Ironically, Berns had just slowly come out of a successful chemotherapy treatment for bladder cancer and was expected to live at least another ten years with the cancer in remission, which led him and the film producers to examine the part of his life where he was dealing with an unexpected extension of his life.
The sudden departure of Berns was a significant loss for the project, which had been under way for more than 15 years.
“What’s the point of being upset, when all along we just wanted to get Eric’s message out there and raw attention to his wonderful work as the Chief Archivist of the Riverton Historical Society…?”
-Matthew Gander
Co-producer “Eric Left Riverton”
Assistant Archivist,
Riverton Historical Society
In the meantime, Tripp and co-producer Matthew Gander have decided that rather than abandon this expensive project altogether, it was better to just release and edited rough cuts to get out there, knowing that there would likely be no way to capture any momentum if it stayed on the shelves.
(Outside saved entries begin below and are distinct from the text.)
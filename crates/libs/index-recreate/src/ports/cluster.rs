use std::collections::{BTreeMap, BTreeSet};

use async_trait::async_trait;
use serde_json::Value;
use snafu::Snafu;

use super::BoxError;

/// Physical index name to the set of aliases pointing at it.
pub type AliasMap = BTreeMap<String, BTreeSet<String>>;

#[derive(Debug, Snafu)]
#[snafu(visibility(pub))]
pub enum Error {
    #[snafu(display("Index Existence Error on '{}': {}", index, source))]
    IndexExistence { index: String, source: BoxError },

    #[snafu(display("Index Creation Error on '{}': {}", index, source))]
    IndexCreation { index: String, source: BoxError },

    #[snafu(display("Index Deletion Error on '{}': {}", indexes, source))]
    IndexDeletion { indexes: String, source: BoxError },

    #[snafu(display("Alias Retrieval Error: {}", source))]
    AliasRetrieval { source: BoxError },

    #[snafu(display("Alias Update Error on '{}': {}", alias, source))]
    AliasUpdate { alias: String, source: BoxError },

    #[snafu(display("Index Refresh Error on '{}': {}", indexes, source))]
    IndexRefresh { indexes: String, source: BoxError },
}

/// Administrative operations issued against the search cluster.
#[async_trait]
pub trait ClusterAdmin: Send + Sync {
    /// True when an index or an alias called `name` exists.
    async fn index_exists(&self, name: &str) -> Result<bool, Error>;

    /// Creates `name`, `config` being sent verbatim as the creation body.
    async fn create_index(&self, name: &str, config: &Value) -> Result<(), Error>;

    async fn delete_indexes(&self, names: &[String]) -> Result<(), Error>;

    async fn alias_map(&self) -> Result<AliasMap, Error>;

    /// Adds `alias` to `add` and removes it from `remove` in a single atomic
    /// request. Does nothing when both are empty.
    async fn update_aliases(&self, alias: &str, add: &[String], remove: &[String])
        -> Result<(), Error>;

    async fn refresh_indexes(&self, names: &[String]) -> Result<(), Error>;
}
The decision to release “low res episodes”

Matthew Gander, the co-producer of “Eric Left Riverton” and Assistant Archivist of the Riverton Historical Society had much to say about the decision to release the project “as is”. Having worked with Eric Berns for over a decade, Gander formed a deep connection that extended far beyond their mutual love for collecting and archiving human records from the olden days.
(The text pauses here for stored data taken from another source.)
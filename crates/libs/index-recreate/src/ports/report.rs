use tracing::{error, info, warn};

#[derive(Debug, Clone, Copy, PartialEq, Eq)]
pub enum Level {
    /// Progress narration.
    Line,
    Info,
    Warn,
    Error,
}

/// Human readable output of a recreation.
pub trait Reporter: Send + Sync {
    fn report(&self, level: Level, message: &str);

    fn line(&self, message: &str) {
        self.report(Level::Line, message)
    }

    fn info(&self, message: &str) {
        self.report(Level::Info, message)
    }

    fn warn(&self, message: &str) {
        self.report(Level::Warn, message)
    }

    fn error(&self, message: &str) {
        self.report(Level::Error, message)
    }
}

/// Sends every report to the `tracing` subscriber.
#[derive(Debug, Default, Clone, Copy)]
pub struct TracingReporter;

impl Reporter for TracingReporter {
    fn report(&self, level: Level, message: &str) {
        match level {
            Level::Line | Level::Info => info!("{}", message),
            Level::Warn => warn!("{}", message),
            Level::Error => error!("{}", message),
        }
    }
}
According to Gander, the enthusiastic response to this project has been heartening, as the most important thing to the producers and other contributors is the message of Eric Berns’ life and work—not “fancy production values.”
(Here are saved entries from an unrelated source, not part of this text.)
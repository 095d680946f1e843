use serde_json::{json, Value};
use snafu::{ResultExt, Snafu};
use tracing::{info, instrument, warn};

use crate::alias::AliasResolver;
use crate::lock::NameLocks;
use crate::naming::{unique_index_name, Clock, SystemClock};
use crate::ports::cluster::{self, ClusterAdmin};
use crate::ports::config::IndexConfigSource;
use crate::ports::populate::{PopulateRequest, Populator};
use crate::ports::report::Reporter;
use crate::readable::readable_error;

/// Failures happening before the cluster was modified by the recreation.
#[derive(Debug, Snafu)]
pub enum Error {
    #[snafu(display("Discovery Error for index '{}': {}", index, source))]
    Discovery {
        index: String,
        source: cluster::Error,
    },

    #[snafu(display("Could not delete the unaliased index '{}': {}", index, source))]
    BareIndexDeletion {
        index: String,
        source: cluster::Error,
    },
}

/// How a recreation ended. Every index created by the recreation is either
/// the new target of the alias or has been deleted (unless `rolled_back` is
/// false, the deletion itself having failed).
#[derive(Debug, Clone, PartialEq, Eq)]
pub enum RecreationOutcome {
    Succeeded { index: String },
    FailedAtCreate { index: String, reason: String },
    FailedAtPopulate { index: String, rolled_back: bool },
    FailedAtCutover { index: String, rolled_back: bool },
}

impl RecreationOutcome {
    pub fn is_success(&self) -> bool {
        matches!(self, RecreationOutcome::Succeeded { .. })
    }

    /// The physical index created by the recreation.
    pub fn index(&self) -> &str {
        match self {
            RecreationOutcome::Succeeded { index }
            | RecreationOutcome::FailedAtCreate { index, .. }
            | RecreationOutcome::FailedAtPopulate { index, .. }
            | RecreationOutcome::FailedAtCutover { index, .. } => index,
        }
    }
}

/// Steps of a recreation. `previous` holds the indexes the logical name was
/// aliased to when the recreation started.
#[derive(Debug, Clone, PartialEq, Eq)]
pub enum Stage {
    Discovering,
    Creating {
        previous: Vec<String>,
    },
    Populating {
        index: String,
        previous: Vec<String>,
    },
    CuttingOver {
        index: String,
        previous: Vec<String>,
    },
    CleaningUp {
        index: String,
        superseded: Vec<String>,
    },
    Failed(RecreationOutcome),
    Succeeded(RecreationOutcome),
}

impl Stage {
    pub fn outcome(&self) -> Option<&RecreationOutcome> {
        match self {
            Stage::Failed(outcome) | Stage::Succeeded(outcome) => Some(outcome),
            _ => None,
        }
    }
}

/// What to recreate.
#[derive(Debug, Clone, PartialEq, Eq)]
pub struct RecreateRequest {
    pub logical: String,
    /// Database connection handed over to the population.
    pub database: Option<String>,
}

impl RecreateRequest {
    pub fn new(logical: impl Into<String>) -> Self {
        RecreateRequest {
            logical: logical.into(),
            database: None,
        }
    }

    pub fn with_database(mut self, database: Option<String>) -> Self {
        self.database = database;
        self
    }
}

pub struct RecreateOrchestrator<C, P, S, R> {
    cluster: C,
    populator: P,
    configs: S,
    reporter: R,
    clock: Box<dyn Clock>,
    locks: NameLocks,
}

impl<C, P, S, R> RecreateOrchestrator<C, P, S, R>
where
    C: ClusterAdmin,
    P: Populator,
    S: IndexConfigSource,
    R: Reporter,
{
    pub fn new(cluster: C, populator: P, configs: S, reporter: R) -> Self {
        RecreateOrchestrator {
            cluster,
            populator,
            configs,
            reporter,
            clock: Box::new(SystemClock),
            locks: NameLocks::default(),
        }
    }

    pub fn with_clock(mut self, clock: impl Clock + 'static) -> Self {
        self.clock = Box::new(clock);
        self
    }

    /// Shares the exclusion registry with other orchestrators of the process.
    pub fn with_locks(mut self, locks: NameLocks) -> Self {
        self.locks = locks;
        self
    }

    /// Rebuilds the index behind `request.logical` and points the logical
    /// name to it once it is fully populated.
    ///
    /// Only failures preceding any modification of the cluster are returned
    /// as errors, every other failure ends in a [`RecreationOutcome`].
    #[instrument(skip(self, request), fields(logical = %request.logical))]
    pub async fn recreate(&self, request: &RecreateRequest) -> Result<RecreationOutcome, Error> {
        let _guard = self.locks.acquire(&request.logical).await;

        let mut stage = Stage::Discovering;
        loop {
            stage = self.advance(request, stage).await?;
            if let Some(outcome) = stage.outcome() {
                info!("recreation of '{}' ended: {:?}", request.logical, outcome);
                return Ok(outcome.clone());
            }
        }
    }

    /// Runs one transition. Terminal stages are returned unchanged.
    pub async fn advance(&self, request: &RecreateRequest, stage: Stage) -> Result<Stage, Error> {
        let next = match stage {
            Stage::Discovering => self.discover(&request.logical).await?,
            Stage::Creating { previous } => self.create(&request.logical, previous).await,
            Stage::Populating { index, previous } => {
                self.populate(request, index, previous).await
            }
            Stage::CuttingOver { index, previous } => {
                self.cut_over(&request.logical, index, previous).await
            }
            Stage::CleaningUp { index, superseded } => self.clean_up(index, superseded).await,
            terminal @ (Stage::Failed(_) | Stage::Succeeded(_)) => terminal,
        };
        Ok(next)
    }

    /// Finds out what `logical` currently is: nothing, a bare index, or an
    /// alias. A bare index is deleted so the alias can be created later.
    pub async fn discover(&self, logical: &str) -> Result<Stage, Error> {
        self.reporter
            .line(&format!("Recreating index « {} » ...", logical));

        let exists = self
            .cluster
            .index_exists(logical)
            .await
            .context(DiscoverySnafu { index: logical })?;

        if !exists {
            self.reporter.line("Index does not exist yet.");
            return Ok(Stage::Creating { previous: vec![] });
        }

        let previous = AliasResolver::new(&self.cluster)
            .find_indexes_by_alias(logical)
            .await
            .context(DiscoverySnafu { index: logical })?;

        if previous.is_empty() {
            self.reporter
                .line("Index already exists and is not an alias.");
            let bare = vec![logical.to_string()];
            self.reporter.line(&deleting_message(&bare));
            self.cluster
                .delete_indexes(&bare)
                .await
                .context(BareIndexDeletionSnafu { index: logical })?;
        } else {
            self.reporter.line(&format!(
                "Index already exists as an alias of « {} ».",
                previous.join(", ")
            ));
        }

        Ok(Stage::Creating { previous })
    }

    /// Creates the new physical index with the configuration of `logical`.
    pub async fn create(&self, logical: &str, previous: Vec<String>) -> Stage {
        let index = unique_index_name(logical, self.clock.now());
        let config = self.configs.index_config(logical).unwrap_or_else(|| {
            info!("no configuration for index '{}', using defaults", logical);
            empty_config()
        });

        self.reporter
            .line(&format!("Creating index « {} » ...", index));

        let created = self.cluster.create_index(&index, &config).await;
        match created {
            Ok(()) => Stage::Populating { index, previous },
            Err(err) => {
                let reason = readable_error(&err);
                self.reporter.error(&reason);
                Stage::Failed(RecreationOutcome::FailedAtCreate { index, reason })
            }
        }
    }

    /// Fills the new index. Serving indexes are not touched whatever happens.
    pub async fn populate(
        &self,
        request: &RecreateRequest,
        index: String,
        previous: Vec<String>,
    ) -> Stage {
        let populate = PopulateRequest {
            index: index.clone(),
            alias: request.logical.clone(),
            mappings: true,
            database: request.database.clone(),
        };

        let succeeded = match self.populator.populate(&populate).await {
            Ok(0) => true,
            Ok(status) => {
                warn!("population of '{}' exited with status {}", index, status);
                self.reporter
                    .error(&format!("Population exited with status {}.", status));
                false
            }
            Err(err) => {
                self.reporter.error(&readable_error(&err));
                false
            }
        };

        if succeeded {
            Stage::CuttingOver { index, previous }
        } else {
            let rolled_back = self.roll_back(&index).await;
            Stage::Failed(RecreationOutcome::FailedAtPopulate { index, rolled_back })
        }
    }

    /// Moves the alias from the superseded indexes to the new one in a single
    /// atomic update, so the logical name always resolves to a populated index.
    pub async fn cut_over(&self, logical: &str, index: String, previous: Vec<String>) -> Stage {
        // The aliases may have moved since the discovery, the current view
        // wins when it can be read.
        let superseded: Vec<String> = match AliasResolver::new(&self.cluster)
            .find_indexes_by_alias(logical)
            .await
        {
            Ok(current) => current,
            Err(err) => {
                self.reporter.warn(&readable_error(&err));
                previous
            }
        }
        .into_iter()
        .filter(|name| name != &index)
        .collect();

        if !superseded.is_empty() {
            self.reporter.line(&removing_alias_message(&superseded));
        }
        let new_index = vec![index.clone()];
        self.reporter.line(&adding_alias_message(&new_index));

        let updated = self
            .cluster
            .update_aliases(logical, &new_index, &superseded)
            .await;
        match updated {
            Ok(()) => Stage::CleaningUp { index, superseded },
            Err(err) => {
                self.reporter.warn(&readable_error(&err));
                self.settle_cut_over(logical, index, superseded).await
            }
        }
    }

    /// An alias update reported as failed may still have been applied, e.g.
    /// when it was not acknowledged in time. The current aliases decide
    /// whether the new index is already serving before anything is deleted.
    async fn settle_cut_over(
        &self,
        logical: &str,
        index: String,
        superseded: Vec<String>,
    ) -> Stage {
        let current = AliasResolver::new(&self.cluster)
            .find_indexes_by_alias(logical)
            .await;
        match current {
            Ok(current) if current.contains(&index) => {
                self.reporter.warn(&format!(
                    "Alias « {} » points to « {} » despite the error.",
                    logical, index
                ));
                let superseded = superseded
                    .into_iter()
                    .filter(|name| !current.contains(name))
                    .collect();
                Stage::CleaningUp { index, superseded }
            }
            Ok(_) => {
                let rolled_back = self.roll_back(&index).await;
                Stage::Failed(RecreationOutcome::FailedAtCutover { index, rolled_back })
            }
            Err(err) => {
                self.reporter.warn(&readable_error(&err));
                self.reporter.error(&format!(
                    "Could not check alias « {} », keeping index « {} ».",
                    logical, index
                ));
                Stage::Failed(RecreationOutcome::FailedAtCutover {
                    index,
                    rolled_back: false,
                })
            }
        }
    }

    /// The new index is live: failures from here on are only warnings.
    pub async fn clean_up(&self, index: String, superseded: Vec<String>) -> Stage {
        if !superseded.is_empty() {
            self.reporter.line(&deleting_message(&superseded));
            if let Err(err) = self.cluster.delete_indexes(&superseded).await {
                self.reporter.warn(&readable_error(&err));
            }
        }

        let new_index = std::slice::from_ref(&index);
        self.reporter.line(&refreshing_message(new_index));
        if let Err(err) = self.cluster.refresh_indexes(new_index).await {
            self.reporter.warn(&readable_error(&err));
        }

        Stage::Succeeded(RecreationOutcome::Succeeded { index })
    }

    /// Deletes the index built by a failed recreation, best effort.
    pub async fn roll_back(&self, index: &str) -> bool {
        let indexes = vec![index.to_string()];
        self.reporter.line(&deleting_message(&indexes));
        match self.cluster.delete_indexes(&indexes).await {
            Ok(()) => true,
            Err(err) => {
                self.reporter.warn(&readable_error(&err));
                false
            }
        }
    }
}

fn empty_config() -> Value {
    json!({})
}

fn quoted(indexes: &[String]) -> String {
    indexes.join(" », « ")
}

fn deleting_message(indexes: &[String]) -> String {
    if indexes.len() > 1 {
        format!("Deleting indexes « {} »", quoted(indexes))
    } else {
        format!("Deleting index « {} »", quoted(indexes))
    }
}

fn removing_alias_message(indexes: &[String]) -> String {
    if indexes.len() > 1 {
        format!("Removing alias from indexes « {} » ...", quoted(indexes))
    } else {
        format!("Removing alias from index « {} » ...", quoted(indexes))
    }
}

fn adding_alias_message(indexes: &[String]) -> String {
    if indexes.len() > 1 {
        format!("Adding alias to indexes « {} » ...", quoted(indexes))
    } else {
        format!("Adding alias to index « {} » ...", quoted(indexes))
    }
}

fn refreshing_message(indexes: &[String]) -> String {
    if indexes.len() > 1 {
        format!("Refreshing indexes « {} » ...", quoted(indexes))
    } else {
        format!("Refreshing index « {} » ...", quoted(indexes))
    }
}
“There is no question that Eric Left Riverton is our own little unfinished symphony.”
Pragnus gray
“We just decided it was best to surrender to our situation,” Gander said in a recent interview with the Tribune. “What’s the point of being upset, when all along we just wanted to get Eric’s message out there and to draw attention to his wonderful work as the Chief Archivist of the Riverton Historical Society—not to mention the fascinating stories he has to tell about his own life as well as the lives of Riverton residents going back centuries.”
Plans are under way to release not only the edited sequences of individual stories but also some of the rough, unedited storage, including footage of Riverton characters whose stories have not yet been archived or told.
The decision to release the rough cuts of individual sequences in their low resolution form was first met with skepticism by many in the Riverton arts community, but over time, people began to come around, citing the charm of the rough-looking unfinished look.
Some likened this approach to Austrian composer Franz Schubert’s “Unfinished Symphony”, which, while remaining unfinished due to the composers untimely death, remains one of the most beloved symphonies in all of classical music.
“There is no question that Eric Left Riverton is our own little unfinished symphony,” said Pragnus Gray, who provided the soundtrack for the series of webisodes. “The sad thing is that we spent so much money shooting original footage on Codachrome Super 16mm film, only to have it released as low-res clips on YouTube.”
But, Matthew Gander has a different outlook.
“The music and sound is as high quality as one can imagine. Every film aficionado knows that a bad picture with great sound is way more high quality than a beautiful picture with bad sound.”